SM: Welcome to the Thought Leaders in Cloud Computing series, Martin. To begin the discussion, can you share some details about EvensonBest for our readers in terms of its size, the scale of IT infrastructure in order to set the context?
MS: Our revenue levels and such details are private information because it is a privately held company.
SM: We need to know the range; you don’t have to be specific, but are we talking to say a $5 million company or a $500 million company? Our readers need to understand this aspect to be able to gauge what kind of infrastructure are we talking about?
MS: We are talking about the latter, a $500 million company kind of infrastructure.
SM: How many employees does EvensonBest have? What is the IT configuration in terms of operations?
MS: We have about 300 employees. There are seven physical locations of the company, although that does change from time to time depending upon the number of projects that are in progress.
SM: Can you talk a little bit more about your business?
MS: We are a contract furniture distribution company. There are three big companies that handle furniture manufacturing for office furniture today – Knoll, Steelcase, and Herman Miller. We are the world’s largest Knoll dealer.
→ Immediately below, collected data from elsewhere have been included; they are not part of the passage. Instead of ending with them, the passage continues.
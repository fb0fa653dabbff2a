use crate::config::VignetteConfig;
use crate::constants::START_TEMPERATURE_C;
use glam::DVec3;
use serde::{Deserialize, Serialize};

/// Where the vignette is in its run
#[derive(Clone, Copy, Debug, PartialEq, Eq, Hash, Serialize, Deserialize)]
pub enum LabPhase {
    /// Nothing in the container
    Idle,
    /// Solid loaded; melting whenever the heat is on
    Heating,
    /// Solid gone and liquid revealed, before the run is reported
    Transitioned,
    /// Run reported and finalized; the liquid keeps filling while heated
    Completed,
}

/// Mutable simulation state owned by the controller.
///
/// The solid's melt progress is carried by its uniform scale; the liquid
/// level is the y component of the liquid scale.
#[derive(Clone, Debug, PartialEq, Serialize, Deserialize)]
pub struct PhaseState {
    pub phase: LabPhase,
    pub has_substance_loaded: bool,
    pub heat_enabled: bool,
    pub temperature_c: f64,
    pub transition_complete: bool,

    pub solid_visible: bool,
    pub solid_scale: DVec3,

    pub liquid_visible: bool,
    pub liquid_scale: DVec3,
    pub liquid_position: DVec3,
}

impl PhaseState {
    /// Idle configuration for a given setup
    pub fn idle(config: &VignetteConfig) -> Self {
        Self {
            phase: LabPhase::Idle,
            has_substance_loaded: false,
            heat_enabled: false,
            temperature_c: START_TEMPERATURE_C,
            transition_complete: false,
            solid_visible: false,
            solid_scale: DVec3::splat(config.initial_solid_scale),
            liquid_visible: false,
            liquid_scale: config.liquid_rest_scale,
            liquid_position: config.liquid_rest_position,
        }
    }

    /// Remaining solid proportion, 1.0 for a fresh block and 0.0 when fully melted
    pub fn melt_fraction(&self, config: &VignetteConfig) -> f64 {
        if config.initial_solid_scale <= 0.0 {
            return 0.0;
        }
        (self.solid_scale.x / config.initial_solid_scale).clamp(0.0, 1.0)
    }

    pub fn liquid_level(&self) -> f64 {
        if self.liquid_visible {
            self.liquid_scale.y
        } else {
            0.0
        }
    }
}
SM: What stage of cloud computing deployment or adoption are you in at EvensonBest, within your IT infrastructure? Is it in pilot stage, or is it in full deployment stage? Can you talk about which workloads are you putting on the cloud and what is the philosophy that is driving your cloud adoption?
MS: Well, the primary driver for our cloud adoption is – we want to get out of this data center business! We don’t want to have to deal with air conditioning people, with electricians, and energy issues. We don’t want to have to deal with power companies and landlords. Simply put, we want to get out of the data center business [and focus more on the core business, which is contract furniture].